Dr. Eric Jackman Institute of Child Study
- Established: 1925; 101 years ago (as St. George’s School for Child Study)
- Parent institution: Ontario Institute for Studies in Education
- Director: Rhonda Martinussen
- Location: 45 Walmer Road Toronto, Ontario, Canada 43°40′10.62″N 79°24′20.65″W﻿ / ﻿43.6696167°N 79.4057361°W
- Website: oise.utoronto.ca/jics

= Dr. Eric Jackman Institute of Child Study =

Research institute and laboratory school at OISE

The Dr. Eric Jackman Institute of Child Study (JICS) is a research institute and laboratory school of the Ontario Institute for Studies in Education (OISE) at the University of Toronto. The institute comprises a graduate education centre with a 2-year master of arts program, an elementary school for children from nursery to 6th grade, and a multidisciplinary research centre in child development.

==History==
In 1925, Professor Edward Alexander Bott established the St. George’s School for Child Study at the University of Toronto, which would eventually come to be known as The Institute for Child Study. A number of factors contributed to the school's beginnings: the efforts of the Canadian National Committee for Mental Hygiene (of which Bott was a prominent member), the emergence of psychology as a discipline distinct from philosophy at the University of Toronto, the philanthropic activities of the Rockefeller Foundation, and the evolution of the Child Study movement in North America .

In 1924, with project grants awarded by the Laura Spelman Rockefeller Memorial Foundation and the Canadian National Mental Hygiene Committee, Bott set up an interdisciplinary project administration board. He hired Dr. William E. Blatz, who was then responsible for directing projects for the board, which included setting up a major longitudinal study of some 1400 elementary school children to study specific areas of their social adjustment, designing and implementing a laboratory nursery school, and developing a parental education program. While the large scale study was carried out at the Regal Road Public School, the nursery school and the parent education program were to become the two major divisions of the St. George’s School.

By 1937, the funding of the Rockefeller Foundation covered only about half of the school’s expenses, and a special committee was appointed by the university governors to consider the future of St. George’s. The decision was to make child study a faculty unto itself, which would keep it under the wing of the University of Toronto, but invite outside financing. In 1937, St. George's School for Child Study, including the research and graduate education activities, was renamed the Institute of Child Study.
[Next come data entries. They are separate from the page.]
//! Plain-data views of a cohort for renderers and output writers.

use sdc_core::{AgentId, Cell, Tick, Vec2};
use sdc_vehicle::{AgentState, TerminalKind};

use crate::EndReason;

/// What a renderer needs to draw one car.
#[derive(Clone, Debug, PartialEq)]
#[cfg_attr(feature = "serde", derive(serde::Serialize, serde::Deserialize))]
pub struct AgentSnapshot {
    pub agent:            AgentId,
    pub position:         Vec2,
    pub heading:          f32,
    pub velocity:         f32,
    pub alive:            bool,
    pub terminal:         TerminalKind,
    pub score:            f32,
    pub collision_points: [Cell; 4],
    pub radar_endpoints:  Vec<Cell>,
}

impl AgentSnapshot {
    pub fn capture(agent: AgentId, state: &AgentState) -> Self {
        Self {
            agent,
            position:         state.position,
            heading:          state.heading,
            velocity:         state.velocity,
            alive:            state.alive,
            terminal:         state.terminal,
            score:            state.total_score,
            collision_points: state.collision_points,
            radar_endpoints:  state.radar_endpoints.clone(),
        }
    }
}

/// One row per tick.
#[derive(Copy, Clone, Debug, PartialEq)]
#[cfg_attr(feature = "serde", derive(serde::Serialize, serde::Deserialize))]
pub struct TickSummary {
    pub generation: u64,
    pub tick:       Tick,
    pub dt:         f32,
    pub alive:      usize,
    /// Best score seen so far this generation.
    pub best_score: f32,
    pub mean_score: f32,
}

/// One row per finished generation.
#[derive(Copy, Clone, Debug, PartialEq)]
#[cfg_attr(feature = "serde", derive(serde::Serialize, serde::Deserialize))]
pub struct GenerationSummary {
    pub generation:   u64,
    pub ticks:        u64,
    pub reason:       EndReason,
    pub agents:       usize,
    pub collided:     usize,
    pub parked:       usize,
    pub survivors:    usize,
    pub best_agent:   Option<AgentId>,
    pub best_fitness: f32,
    pub mean_fitness: f32,
}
In 2010, the institute was named in honour of Dr. Eric Jackman, a clinical psychologist and alumnus of the laboratory school whose financial gift was the largest donation to early childhood education in Canadian history.

==Master of Arts Program==
The 2-year MA in Child Study and Education, first offered in 1997, is offered to students holding a four-year bachelor's degree in any discipline. It combines elementary teacher education with graduate studies. Students in the MA program carryout practicum teaching assignments at the ICS Laboratory School, as well as in public school settings. The program offers students a thesis option—Qualifying Research Paper—generally undertaken by students who plan to pursue doctoral work.

==Research Centre==
Endowed in 1992, the Dr. R.G.N. Laidlaw Research Centre is aimed at understanding children and innovative programs to support their education and development. An overarching theme for investigation is how to promote the movement of research into practice, or in some cases, how research emerges from practice through action research. Some areas of interest are concerned with elementary education, including literacy, numeracy, and science, with supports for understanding how new technologies may contribute to children’s learning and how knowledge building communities are formed. Another focal point of research is concerned with early childhood development and community-school relationships that support children and families. Research at the centre benefits from collaboration among faculty, graduate students, and the ICS Laboratory School teacher-researchers, and by links to partner schools.